__Dataset entries__.
———

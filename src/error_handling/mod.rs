//! Error handling and scan statistics.
//!
//! This module provides:
//! - Error type definitions for start-up, persistence, resolution and the
//!   public operations
//! - Categorization of `reqwest` failures
//! - Per-step link outcome statistics

mod categorization;
mod stats;
mod types;

// Re-export public API
pub use categorization::categorize_reqwest_error;
pub use stats::{LinkOutcome, ScanStats};
pub use types::{
    DatabaseError, InitializationError, ResolveError, ServiceError, StoreError, UpstreamKind,
};
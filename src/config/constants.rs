//! Configuration constants.
//!
//! This module defines the constants used throughout the application,
//! including timeouts, batch limits, lease lengths and status thresholds.

use std::time::Duration;

pub const DB_PATH: &str = "./link_sentinel.db";

/// Default User-Agent sent with every probe request.
pub const DEFAULT_USER_AGENT: &str = concat!("LinkSentinel/", env!("CARGO_PKG_VERSION"));

// HTTP status handling
/// Statuses at or above this value are "broken" rather than "redirect".
pub const BROKEN_STATUS_THRESHOLD: u16 = 400;
/// First-hop codes that mark a redirect as permanent.
pub const PERMANENT_REDIRECT_CODES: [u16; 2] = [301, 308];
/// Synthetic first-hop code reported when canonicalization changes a URL.
/// No HTTP request backs it; the resolution carries `Origin::Canonical`.
pub const CANONICAL_FIRST_HOP_CODE: u16 = 301;

// Redirect walking
/// Hop limit for internal links.
pub const INTERNAL_MAX_HOPS: usize = 3;
/// Upper bound for the external hop limit override.
pub const EXTERNAL_MAX_HOPS_CAP: usize = 3;
pub const DEFAULT_INTERNAL_TIMEOUT: Duration = Duration::from_millis(1500);
pub const DEFAULT_EXTERNAL_TIMEOUT: Duration = Duration::from_millis(2000);
pub const MIN_REQUEST_TIMEOUT: Duration = Duration::from_secs(1);
pub const DEFAULT_RESOLVE_CACHE_TTL: Duration = Duration::from_secs(24 * 60 * 60);

// Scan orchestration
pub const SCAN_LEASE_NAME: &str = "manual_scan";
pub const SCAN_LEASE_TTL: Duration = Duration::from_secs(15 * 60);
pub const DEFAULT_SCAN_BATCH_SIZE: usize = 25;
pub const MIN_SCAN_BATCH_SIZE: usize = 5;
pub const MAX_SCAN_BATCH_SIZE: usize = 100;
pub const DEFAULT_SCAN_PROGRESS_INTERVAL: usize = 10;
pub const DEFAULT_SCAN_MIN_BATCH: usize = 5;
pub const DEFAULT_SCAN_STEP_BUDGET: Duration = Duration::from_secs(10);
pub const MIN_SCAN_STEP_BUDGET: Duration = Duration::from_secs(3);

// Bulk resolution
pub const RESOLVE_ALL_LEASE_NAME: &str = "resolve_all";
pub const RESOLVE_ALL_LEASE_TTL: Duration = Duration::from_secs(3 * 60);
pub const DEFAULT_RESOLVE_ALL_BATCH_SIZE: usize = 8;
pub const MIN_RESOLVE_ALL_BATCH_SIZE: usize = 1;
pub const MAX_RESOLVE_ALL_BATCH_SIZE: usize = 50;
pub const DEFAULT_RESOLVE_ALL_DELAY: Duration = Duration::from_millis(600);
pub const MAX_RESOLVE_ALL_DELAY: Duration = Duration::from_millis(5000);
pub const DEFAULT_RESOLVE_ALL_STEP_BUDGET: Duration = Duration::from_secs(12);
pub const MIN_RESOLVE_ALL_STEP_BUDGET: Duration = Duration::from_secs(5);
/// Step time at or above this share of the budget halves the next batch.
pub const BATCH_SHRINK_RATIO: f64 = 0.9;
/// Step time at or below this share of the budget grows the next batch by one.
pub const BATCH_GROW_RATIO: f64 = 0.5;

// Session tokens
pub const SESSION_TOKEN_LENGTH: usize = 20;

// Link extraction
/// Path prefixes that never get scanned (login and admin screens).
pub const DEFAULT_RESERVED_PATH_PREFIXES: &[&str] = &["/wp-admin", "/wp-login"];
pub const DEFAULT_ELIGIBLE_TYPES: &[&str] = &["post", "page"];

// Ledger views
pub const ISSUES_PER_PAGE: u32 = 20;
pub const MAX_STATUS_MESSAGE_LENGTH: usize = 191;

// Reference document store
pub const DOCUMENT_CACHE_CAPACITY: usize = 256;
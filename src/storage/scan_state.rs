//! Persisted scan session record.

use std::sync::Arc;

use serde::Serialize;
use sqlx::{Row, SqlitePool};

use crate::config::{
    DEFAULT_SCAN_BATCH_SIZE, DEFAULT_SCAN_PROGRESS_INTERVAL, MAX_SCAN_BATCH_SIZE,
    MIN_SCAN_BATCH_SIZE,
};
use crate::error_handling::DatabaseError;

/// The singleton scan session.
#[derive(Debug, Clone, PartialEq, Eq, Serialize)]
pub struct ScanState {
    pub active: bool,
    pub total: i64,
    pub processed: i64,
    /// Last document ID processed, ascending.
    pub cursor_id: i64,
    pub batch_size: usize,
    pub progress_interval: usize,
    pub token: String,
    pub started_at_ms: Option<i64>,
}

impl Default for ScanState {
    fn default() -> Self {
        Self {
            active: false,
            total: 0,
            processed: 0,
            cursor_id: 0,
            batch_size: DEFAULT_SCAN_BATCH_SIZE,
            progress_interval: DEFAULT_SCAN_PROGRESS_INTERVAL,
            token: String::new(),
            started_at_ms: None,
        }
    }
}

impl ScanState {
    /// Re-applies the batch and interval bounds to values read back from storage.
    fn normalized(mut self) -> Self {
        if self.batch_size == 0 {
            self.batch_size = DEFAULT_SCAN_BATCH_SIZE;
        }
        self.batch_size = self.batch_size.clamp(MIN_SCAN_BATCH_SIZE, MAX_SCAN_BATCH_SIZE);
        if self.progress_interval == 0 {
            self.progress_interval = DEFAULT_SCAN_PROGRESS_INTERVAL;
        }
        self.progress_interval = self.progress_interval.clamp(1, self.batch_size);
        self
    }
}

pub struct ScanStateStore {
    pool: Arc<SqlitePool>,
}

impl ScanStateStore {
    pub fn new(pool: Arc<SqlitePool>) -> Self {
        Self { pool }
    }

    pub async fn load(&self) -> Result<ScanState, DatabaseError> {
        let row = sqlx::query(
            "SELECT active, total, processed, cursor_id, batch_size, progress_interval, token, started_at_ms
             FROM scan_state WHERE id = 1",
        )
        .fetch_optional(self.pool.as_ref())
        .await?;

        let Some(row) = row else {
            return Ok(ScanState::default());
        };

        let state = ScanState {
            active: row.get::<i64, _>("active") != 0,
            total: row.get("total"),
            processed: row.get("processed"),
            cursor_id: row.get("cursor_id"),
            batch_size: row.get::<i64, _>("batch_size").max(0) as usize,
            progress_interval: row.get::<i64, _>("progress_interval").max(0) as usize,
            token: row.get("token"),
            started_at_ms: row.get("started_at_ms"),
        };
        Ok(state.normalized())
    }

    pub async fn save(&self, state: &ScanState) -> Result<(), DatabaseError> {
        sqlx::query(
            "INSERT INTO scan_state (id, active, total, processed, cursor_id, batch_size, progress_interval, token, started_at_ms)
             VALUES (1, ?, ?, ?, ?, ?, ?, ?, ?)
             ON CONFLICT(id) DO UPDATE SET
                active = excluded.active,
                total = excluded.total,
                processed = excluded.processed,
                cursor_id = excluded.cursor_id,
                batch_size = excluded.batch_size,
                progress_interval = excluded.progress_interval,
                token = excluded.token,
                started_at_ms = excluded.started_at_ms",
        )
        .bind(state.active as i64)
        .bind(state.total)
        .bind(state.processed)
        .bind(state.cursor_id)
        .bind(state.batch_size as i64)
        .bind(state.progress_interval as i64)
        .bind(&state.token)
        .bind(state.started_at_ms)
        .execute(self.pool.as_ref())
        .await?;
        Ok(())
    }

    /// Persists mid-step progress without touching the rest of the session.
    pub async fn save_progress(&self, processed: i64, cursor_id: i64) -> Result<(), DatabaseError> {
        sqlx::query("UPDATE scan_state SET processed = ?, cursor_id = ? WHERE id = 1")
            .bind(processed)
            .bind(cursor_id)
            .execute(self.pool.as_ref())
            .await?;
        Ok(())
    }

    pub async fn set_total(&self, total: i64) -> Result<(), DatabaseError> {
        sqlx::query("UPDATE scan_state SET total = ? WHERE id = 1")
            .bind(total)
            .execute(self.pool.as_ref())
            .await?;
        Ok(())
    }

    /// Back to an inactive, zeroed session.
    pub async fn reset(&self) -> Result<(), DatabaseError> {
        self.save(&ScanState::default()).await
    }

    /// Marks the session finished: inactive, `processed` pinned to `total`,
    /// cursor and token cleared.
    pub async fn complete(&self, total: i64) -> Result<(), DatabaseError> {
        sqlx::query(
            "UPDATE scan_state SET active = 0, processed = ?, cursor_id = 0, token = '' WHERE id = 1",
        )
        .bind(total.max(0))
        .execute(self.pool.as_ref())
        .await?;
        Ok(())
    }
}
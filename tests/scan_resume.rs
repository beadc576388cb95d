//! Scan sessions survive across steps, restarts and lost leases.

mod helpers;

use std::time::Duration;

use helpers::{admin, Site, NONCE};
use link_sentinel::config::keys;
use link_sentinel::ServiceError;

async fn seed_corpus(site: &Site, n: usize) {
    for i in 0..n {
        site.seed(&format!("/post-{i}/"), "<p>no links here</p>").await;
    }
}

#[tokio::test]
async fn test_scan_steps_through_corpus_in_batches() {
    let site = Site::start().await;
    site.set(keys::SCAN_BATCH_SIZE, "5").await;
    seed_corpus(&site, 12).await;

    let start = site.sentinel.start_scan(&admin(), Some(NONCE)).await.unwrap();
    assert_eq!(start.message, "Scan initialized.");
    assert!(!start.resume);
    assert_eq!(start.total, 12);
    assert_eq!(start.batch, 5);
    assert_eq!(start.token.len(), 20);

    let mut token = start.token;
    let mut seen = Vec::new();
    loop {
        let step = site
            .sentinel
            .step_scan(&admin(), Some(NONCE), &token)
            .await
            .unwrap();
        seen.push(step.processed);
        if step.done {
            assert_eq!(step.processed, 12);
            assert_eq!(step.total, 12);
            assert_eq!(step.message, "Scan complete.");
            break;
        }
        token = step.token;
    }
    assert_eq!(seen, vec![5, 10, 12]);

    let status = site.sentinel.scan_status(&admin()).await.unwrap();
    assert!(!status.running);
    assert_eq!(status.message, "No active scans.");
    assert!(status.token.is_empty());
}

#[tokio::test]
async fn test_scan_resumes_after_restart() {
    let site = Site::start().await;
    site.set(keys::SCAN_BATCH_SIZE, "5").await;
    seed_corpus(&site, 8).await;

    let start = site.sentinel.start_scan(&admin(), Some(NONCE)).await.unwrap();
    let first = site
        .sentinel
        .step_scan(&admin(), Some(NONCE), &start.token)
        .await
        .unwrap();
    assert!(!first.done);
    assert_eq!(first.processed, 5);

    let status = site.sentinel.scan_status(&admin()).await.unwrap();
    assert!(status.running);
    assert_eq!(status.remaining, 3);
    assert_eq!(status.in_progress, 3);
    assert_eq!(status.message, "Scanning... 5 of 8 processed");

    let site = site.restart();
    let again = site.sentinel.start_scan(&admin(), Some(NONCE)).await.unwrap();
    assert!(again.resume);
    assert_eq!(again.message, "Resuming existing scan.");
    assert_eq!(again.token, start.token);
    assert_eq!(again.processed, 5);

    let last = site
        .sentinel
        .step_scan(&admin(), Some(NONCE), &again.token)
        .await
        .unwrap();
    assert!(last.done);
    assert_eq!(last.processed, 8);
}

#[tokio::test]
async fn test_wrong_token_is_rejected() {
    let site = Site::start().await;
    seed_corpus(&site, 2).await;
    site.sentinel.start_scan(&admin(), Some(NONCE)).await.unwrap();

    let err = site
        .sentinel
        .step_scan(&admin(), Some(NONCE), "not-the-token")
        .await
        .unwrap_err();
    assert!(matches!(err, ServiceError::InvalidToken(ref m) if m == "Invalid scan token."));
}

#[tokio::test]
async fn test_stale_session_is_replaced_after_lease_expiry() {
    let site = Site::start().await;
    site.set(keys::SCAN_BATCH_SIZE, "5").await;
    seed_corpus(&site, 8).await;

    let abandoned = site.sentinel.start_scan(&admin(), Some(NONCE)).await.unwrap();
    site.clock.advance(Duration::from_secs(16 * 60));

    let fresh = site.sentinel.start_scan(&admin(), Some(NONCE)).await.unwrap();
    assert!(!fresh.resume);
    assert_ne!(fresh.token, abandoned.token);
    assert_eq!(fresh.processed, 0);

    let err = site
        .sentinel
        .step_scan(&admin(), Some(NONCE), &abandoned.token)
        .await
        .unwrap_err();
    assert!(matches!(err, ServiceError::InvalidToken(_)));
}

#[tokio::test]
async fn test_reset_abandons_session() {
    let site = Site::start().await;
    seed_corpus(&site, 3).await;
    let start = site.sentinel.start_scan(&admin(), Some(NONCE)).await.unwrap();

    site.sentinel.reset_scan(&admin(), Some(NONCE)).await.unwrap();
    let step = site
        .sentinel
        .step_scan(&admin(), Some(NONCE), &start.token)
        .await
        .unwrap();
    assert!(step.done);
    assert_eq!(step.message, "No active scan.");

    let restarted = site.sentinel.start_scan(&admin(), Some(NONCE)).await.unwrap();
    assert!(!restarted.resume);
}

async fn step_until_done(site: &Site, mut token: String, max_steps: usize) -> Vec<i64> {
    let mut seen = Vec::new();
    for _ in 0..max_steps {
        let step = site
            .sentinel
            .step_scan(&admin(), Some(NONCE), &token)
            .await
            .unwrap();
        seen.push(step.processed);
        if step.done {
            assert_eq!(step.processed, step.total);
            return seen;
        }
        token = step.token;
    }
    panic!("scan not done after {max_steps} steps: {seen:?}");
}

#[tokio::test]
async fn test_step_budget_splits_batch() {
    // Each document read costs 2s against a 3s budget with a floor of 2
    let site = Site::start_with_read_cost(Duration::from_secs(2)).await;
    site.set(keys::SCAN_BATCH_SIZE, "10").await;
    site.set(keys::SCAN_MIN_BATCH, "2").await;
    site.set(keys::SCAN_STEP_BUDGET_SECS, "3").await;
    seed_corpus(&site, 6).await;

    let start = site.sentinel.start_scan(&admin(), Some(NONCE)).await.unwrap();
    assert_eq!(start.total, 6);

    // Two documents per step, so at most 6 / 2 + 1 calls
    let seen = step_until_done(&site, start.token, 4).await;
    assert_eq!(seen, vec![2, 4, 6]);
}

#[tokio::test]
async fn test_minimum_floor_beats_budget() {
    // A single read already overruns the budget; the floor still gets 3 done
    let site = Site::start_with_read_cost(Duration::from_secs(10)).await;
    site.set(keys::SCAN_BATCH_SIZE, "10").await;
    site.set(keys::SCAN_MIN_BATCH, "3").await;
    site.set(keys::SCAN_STEP_BUDGET_SECS, "3").await;
    seed_corpus(&site, 7).await;

    let start = site.sentinel.start_scan(&admin(), Some(NONCE)).await.unwrap();
    let first = site
        .sentinel
        .step_scan(&admin(), Some(NONCE), &start.token)
        .await
        .unwrap();
    assert!(!first.done);
    assert_eq!(first.processed, 3);

    let status = site.sentinel.scan_status(&admin()).await.unwrap();
    assert!(status.running);
    assert_eq!(status.processed, 3);

    let seen = step_until_done(&site, first.token, 4).await;
    assert_eq!(seen, vec![6, 7]);
}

———

From the records above, transcribe exactly the run of lines that opens with the line holding "return seen;" and closes with the line holding "gets 3 done", both included.

            return seen;
        }
        token = step.token;
    }
    panic!("scan not done after {max_steps} steps: {seen:?}");
}

#[tokio::test]
async fn test_step_budget_splits_batch() {
    // Each document read costs 2s against a 3s budget with a floor of 2
    let site = Site::start_with_read_cost(Duration::from_secs(2)).await;
    site.set(keys::SCAN_BATCH_SIZE, "10").await;
    site.set(keys::SCAN_MIN_BATCH, "2").await;
    site.set(keys::SCAN_STEP_BUDGET_SECS, "3").await;
    seed_corpus(&site, 6).await;

    let start = site.sentinel.start_scan(&admin(), Some(NONCE)).await.unwrap();
    assert_eq!(start.total, 6);

    // Two documents per step, so at most 6 / 2 + 1 calls
    let seen = step_until_done(&site, start.token, 4).await;
    assert_eq!(seen, vec![2, 4, 6]);
}

#[tokio::test]
async fn test_minimum_floor_beats_budget() {
    // A single read already overruns the budget; the floor still gets 3 done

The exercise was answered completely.